The short answer is that the business can simply keep it. However, if a business wants to ease the burden on employees and make the FSA a more attractive benefit, there are several other options allowed under the tax laws:
A company can give employees a grace period of up to two and a half months. So if employees don’t spend their whole FSA balance in a calendar year, they can be given up until March 15 of the following year to use it up.
For health care plans (but not dependent care plans), a company can allow employees to carry over funds of up to $500 from one year to the next.
However, if you allow employees to carry over funds, you can’t also allow them a grace period – you have to choose one or the other.
A company can combine all the forfeited funds and use them to give all employees a “sale” on the next year’s contributions. So for instance, employees who contribute $450 to the plan the next year might be credited with $500 in their account. This must be done on a “reasonable and uniform” basis, so all employees are treated the same. As an example, this means you can’t give a bigger discount to employees who had a larger amount of unused funds the previous year.
A company can also use the combined funds to make contributions to employees’ accounts the next year without regard to how much the employees themselves contribute. Again, this must be done on a reasonable and uniform basis.

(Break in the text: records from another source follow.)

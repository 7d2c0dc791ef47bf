//! Conversions between ndarray arrays and `GrayImage`, plus the geometric
//! transforms applied to dataset rasters.
//!
//! # Coordinate System Conversions
//!
//! - **ndarray**: matrix indexing [row, col] = [y, x] with (height, width) dimensions
//! - **image crate**: graphics indexing (x, y) with (width, height) dimensions
//!
//! Array row 0 becomes image row 0 (the top of the raster). Science arrays
//! read from FITS store the bottom row first, so callers flip afterwards.

use image::imageops::{self, FilterType};
use image::{GrayImage, Luma};
use ndarray::Array2;

/// Convert ndarray `Array2<u8>` to image crate GrayImage.
///
/// # Coordinate Mapping
/// - Array index [row, col] → Image pixel (col, row)
/// - Array dimensions (height, width) → Image dimensions (width, height)
pub fn array2_to_gray_image(arr: &Array2<u8>) -> GrayImage {
    let (height, width) = arr.dim();

    let mut img = GrayImage::new(width as u32, height as u32);
    for ((y, x), &value) in arr.indexed_iter() {
        img.put_pixel(x as u32, y as u32, Luma([value]));
    }

    img
}

/// Resample to exactly `width` × `height` with a Lanczos3 kernel.
///
/// Returns an unmodified copy when the raster already has the requested size.
pub fn resize_lanczos(img: &GrayImage, width: u32, height: u32) -> GrayImage {
    if img.dimensions() == (width, height) {
        return img.clone();
    }
    imageops::resize(img, width, height, FilterType::Lanczos3)
}

/// Mirror top-to-bottom.
pub fn flip_vertical(img: &GrayImage) -> GrayImage {
    imageops::flip_vertical(img)
}

/// Rotate by 180 degrees.
pub fn rotate_180(img: &GrayImage) -> GrayImage {
    imageops::rotate180(img)
}
//! Directory-level driver: one crop region per run, one conversion per file.

use crate::config::{DatasetConfig, Modality, RANDOM_MAX_FLOOR, RANDOM_MAX_SPAN};
use crate::convert::{convert_file, ConversionRequest};
use crate::error::ConvertError;
use crate::sky::CropRegion;
use crate::split::DatasetSplit;
use rand::rngs::StdRng;
use rand::{Rng, SeedableRng};
use std::fs;
use std::path::{Path, PathBuf};
use tracing::{debug, info};

const FITS_EXTENSION: &str = "fits";

/// Counts of files written during a run.
#[derive(Debug, Clone, Copy, Default, PartialEq, Eq)]
pub struct RunSummary {
    pub converted: usize,
    pub train: usize,
    pub test: usize,
}

impl RunSummary {
    fn record(&mut self, split: DatasetSplit) {
        self.converted += 1;
        match split {
            DatasetSplit::Train => self.train += 1,
            DatasetSplit::Test => self.test += 1,
        }
    }

    fn merge(&mut self, other: RunSummary) {
        self.converted += other.converted;
        self.train += other.train;
        self.test += other.test;
    }
}

/// `.fits` files directly inside `dir`, sorted by name.
pub fn list_fits_files(dir: &Path) -> Result<Vec<PathBuf>, ConvertError> {
    let entries = fs::read_dir(dir).map_err(|e| ConvertError::io(dir, e))?;

    let mut files = Vec::new();
    for entry in entries {
        let path = entry.map_err(|e| ConvertError::io(dir, e))?.path();
        let is_fits = path
            .extension()
            .is_some_and(|ext| ext == FITS_EXTENSION);
        if is_fits && path.is_file() {
            files.push(path);
        }
    }
    files.sort();
    Ok(files)
}

/// Crop region defined against the first HMI file.
pub fn reference_crop_region(config: &DatasetConfig) -> Result<CropRegion, ConvertError> {
    let dir = config.reference_dir();
    let reference = list_fits_files(&dir)?
        .into_iter()
        .next()
        .ok_or_else(|| ConvertError::EmptySourceDir(dir.clone()))?;

    info!("Defining crop region from {}", reference.display());
    CropRegion::from_reference(&reference, config.crop_half_width_arcsec)
}

/// Upper clip bound for augmented AIA training data.
pub fn random_upper_bound<R: Rng>(rng: &mut R) -> f64 {
    rng.gen::<f64>() * RANDOM_MAX_SPAN + RANDOM_MAX_FLOOR
}

/// Convert every configured modality.
pub fn run_dataset(config: &DatasetConfig) -> Result<RunSummary, ConvertError> {
    let region = reference_crop_region(config)?;
    let mut rng = match config.seed {
        Some(seed) => StdRng::seed_from_u64(seed),
        None => StdRng::from_entropy(),
    };

    let mut summary = RunSummary::default();
    for &modality in &config.modalities {
        let done = run_modality(config, modality, &region, &mut rng)?;
        info!(
            "{}: {} files ({} train, {} test)",
            modality, done.converted, done.train, done.test
        );
        summary.merge(done);
    }
    Ok(summary)
}

fn run_modality(
    config: &DatasetConfig,
    modality: Modality,
    region: &CropRegion,
    rng: &mut StdRng,
) -> Result<RunSummary, ConvertError> {
    for split in [DatasetSplit::Test, DatasetSplit::Train] {
        let dir = config.split_dir(split, modality);
        fs::create_dir_all(&dir).map_err(|e| ConvertError::io(&dir, e))?;
    }

    let source_dir = config.source_dir(modality);
    let options = modality.options();
    let mut summary = RunSummary::default();

    for path in list_fits_files(&source_dir)? {
        let filename = path
            .file_name()
            .and_then(|n| n.to_str())
            .ok_or_else(|| ConvertError::MalformedFilename(path.display().to_string()))?;
        let split = DatasetSplit::for_filename(filename)?;
        let name = filename
            .strip_suffix(&format!(".{FITS_EXTENSION}"))
            .unwrap_or(filename);

        let range = if modality == Modality::Aia && config.random_max {
            config.aia_range.with_max(random_upper_bound(rng))?
        } else {
            config.range_for(modality)
        };
        debug!("{} -> {:?} with range {}", filename, split, range);

        let destination = config.split_dir(split, modality).join(format!("{name}.png"));
        convert_file(&ConversionRequest {
            name,
            source: &path,
            destination: &destination,
            range,
            width: config.width,
            height: config.height,
            options,
            crop: Some(region),
        })?;
        summary.record(split);
    }

    Ok(summary)
}
//! Error taxonomy for separation queries

use crate::provider::CommError;
use thiserror::Error;

/// Errors raised by geometry primitives and the separation engine.
///
/// An aircraft unknown to the position provider is not an error; it shows up
/// as a missing cell in the resulting matrix.
#[derive(Debug, Clone, PartialEq, Error)]
pub enum SeparationError {
    /// An input failed a validation guard. Raised before any I/O.
    #[error("Invalid value {value} for {parameter}: {reason}")]
    InvalidArgument {
        parameter: String,
        value: String,
        reason: String,
    },
    /// The position provider could not be reached or answered with an error
    #[error("Communication error: {0}")]
    Communication(#[from] CommError),
}

impl SeparationError {
    pub fn invalid(parameter: &str, value: impl ToString, reason: &str) -> Self {
        SeparationError::InvalidArgument {
            parameter: parameter.to_string(),
            value: value.to_string(),
            reason: reason.to_string(),
        }
    }

    /// Name of the offending parameter for validation failures
    pub fn parameter(&self) -> Option<&str> {
        match self {
            SeparationError::InvalidArgument { parameter, .. } => Some(parameter),
            SeparationError::Communication(_) => None,
        }
    }

    pub fn is_invalid_argument(&self) -> bool {
        matches!(self, SeparationError::InvalidArgument { .. })
    }
}

/// Result type for separation operations
pub type SeparationResult<T> = Result<T, SeparationError>;
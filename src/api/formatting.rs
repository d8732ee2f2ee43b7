//! Separation matrix output formatting
//!
//! Text, JSON and CSV renderings of a [`SeparationMatrix`] and of a
//! [`PositionTable`]. Missing cells render as `-` in text, `null` in JSON and
//! an empty field in CSV.

use crate::algorithms::separation::{PositionTable, SeparationMatrix};
use crate::api::types::OutputFormat;
use serde::Serialize;

/// Serializable view of a matrix with the unit spelled out
#[derive(Debug, Clone, Serialize)]
pub struct FormattedMatrix<'a> {
    pub measure: String,
    pub unit: &'static str,
    pub rows: Vec<&'a str>,
    pub columns: Vec<&'a str>,
    pub values: Vec<Vec<Option<f64>>>,
}

impl<'a> FormattedMatrix<'a> {
    pub fn new(matrix: &'a SeparationMatrix, precision: u8) -> Self {
        let (rows, _) = matrix.shape();
        let factor = 10f64.powi(precision as i32);
        Self {
            measure: matrix.measure().to_string(),
            unit: "m",
            rows: matrix.rows().iter().map(|id| id.as_str()).collect(),
            columns: matrix.columns().iter().map(|id| id.as_str()).collect(),
            values: (0..rows)
                .map(|r| {
                    matrix
                        .row_values(r)
                        .unwrap_or(&[])
                        .iter()
                        .map(|v| v.map(|d| (d * factor).round() / factor))
                        .collect()
                })
                .collect(),
        }
    }
}

/// Renders matrices in the configured format
#[derive(Debug, Clone)]
pub struct MatrixFormatter {
    pub format: OutputFormat,
    /// Decimal places kept for distances
    pub precision: u8,
}

impl Default for MatrixFormatter {
    fn default() -> Self {
        Self {
            format: OutputFormat::Text,
            precision: 1,
        }
    }
}

impl MatrixFormatter {
    pub fn new() -> Self {
        Self::default()
    }

    pub fn with_format(mut self, format: OutputFormat) -> Self {
        self.format = format;
        self
    }

    pub fn with_precision(mut self, precision: u8) -> Self {
        self.precision = precision;
        self
    }

    pub fn format(&self, matrix: &SeparationMatrix) -> Result<String, serde_json::Error> {
        let formatted = FormattedMatrix::new(matrix, self.precision);
        match self.format {
            OutputFormat::Text => Ok(TextFormatter::new().format_text(&formatted, self.precision)),
            OutputFormat::Json => JsonFormatter::new().format_json(&formatted),
            OutputFormat::PrettyJson => JsonFormatter::pretty().format_json(&formatted),
            OutputFormat::Csv => Ok(CsvFormatter::new().format_csv(&formatted)),
        }
    }

    /// One line per aircraft, sorted by id
    pub fn format_positions(&self, table: &PositionTable) -> String {
        let mut output = String::new();
        for (id, position) in table.entries() {
            match position {
                Some(pos) => output.push_str(&format!(
                    "{:<10} lat={:>10.5}  lon={:>11.5}  alt={:>9.1} m\n",
                    id.as_str(),
                    pos.latitude,
                    pos.longitude,
                    pos.altitude
                )),
                None => output.push_str(&format!("{:<10} unknown\n", id.as_str())),
            }
        }
        output
    }
}

/// Aligned plain-text table
#[derive(Debug, Clone, Default)]
pub struct TextFormatter;

impl TextFormatter {
    pub fn new() -> Self {
        Self
    }

    pub fn format_text(&self, matrix: &FormattedMatrix<'_>, precision: u8) -> String {
        let precision = precision as usize;
        let cells: Vec<Vec<String>> = matrix
            .values
            .iter()
            .map(|row| {
                row.iter()
                    .map(|v| match v {
                        Some(d) => format!("{:.*}", precision, d),
                        None => "-".to_string(),
                    })
                    .collect()
            })
            .collect();

        let label_width = matrix.rows.iter().map(|r| r.len()).max().unwrap_or(0);
        let widths: Vec<usize> = matrix
            .columns
            .iter()
            .enumerate()
            .map(|(c, name)| {
                cells
                    .iter()
                    .filter_map(|row| row.get(c))
                    .map(String::len)
                    .chain(std::iter::once(name.len()))
                    .max()
                    .unwrap_or(0)
            })
            .collect();

        let mut output = format!("{} separation ({})\n", matrix.measure, matrix.unit);
        output.push_str(&" ".repeat(label_width));
        for (name, width) in matrix.columns.iter().zip(&widths) {
            output.push_str(&format!("  {:>width$}", name, width = width));
        }
        output.push('\n');

        for (label, row) in matrix.rows.iter().zip(&cells) {
            output.push_str(&format!("{:<width$}", label, width = label_width));
            for (cell, width) in row.iter().zip(&widths) {
                output.push_str(&format!("  {:>width$}", cell, width = width));
            }
            output.push('\n');
        }
        output
    }
}

/// JSON formatter for structured output
#[derive(Debug, Clone, Default)]
pub struct JsonFormatter {
    pub pretty: bool,
}

impl JsonFormatter {
    pub fn new() -> Self {
        Self::default()
    }

    pub fn pretty() -> Self {
        Self { pretty: true }
    }

    pub fn format_json(&self, matrix: &FormattedMatrix<'_>) -> Result<String, serde_json::Error> {
        if self.pretty {
            serde_json::to_string_pretty(matrix)
        } else {
            serde_json::to_string(matrix)
        }
    }
}

/// CSV with a header row of column ids and the row id in the first field
#[derive(Debug, Clone)]
pub struct CsvFormatter {
    pub include_header: bool,
}

impl Default for CsvFormatter {
    fn default() -> Self {
        Self { include_header: true }
    }
}

impl CsvFormatter {
    pub fn new() -> Self {
        Self::default()
    }

    pub fn header(&self, matrix: &FormattedMatrix<'_>) -> String {
        let mut header = String::from("aircraft_id");
        for column in &matrix.columns {
            header.push(',');
            header.push_str(column);
        }
        header
    }

    pub fn format_csv(&self, matrix: &FormattedMatrix<'_>) -> String {
        let mut lines = Vec::with_capacity(matrix.rows.len() + 1);
        if self.include_header {
            lines.push(self.header(matrix));
        }
        for (label, row) in matrix.rows.iter().zip(&matrix.values) {
            let mut line = label.to_string();
            for value in row {
                line.push(',');
                if let Some(d) = value {
                    line.push_str(&d.to_string());
                }
            }
            lines.push(line);
        }
        let mut output = lines.join("\n");
        output.push('\n');
        output
    }
}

Finally, a company can return the unused funds to the employees. However, it can’t simply give back the unspent funds. Rather, it must collect up all the forfeited money and then give it to all plan participants in proportion to how much they contributed the previous year – not in proportion to how much was left in their account at the end of the year. And this reimbursement will be considered taxable wages to the employees for the year in which the reimbursement was made.
Warren Law, P.C.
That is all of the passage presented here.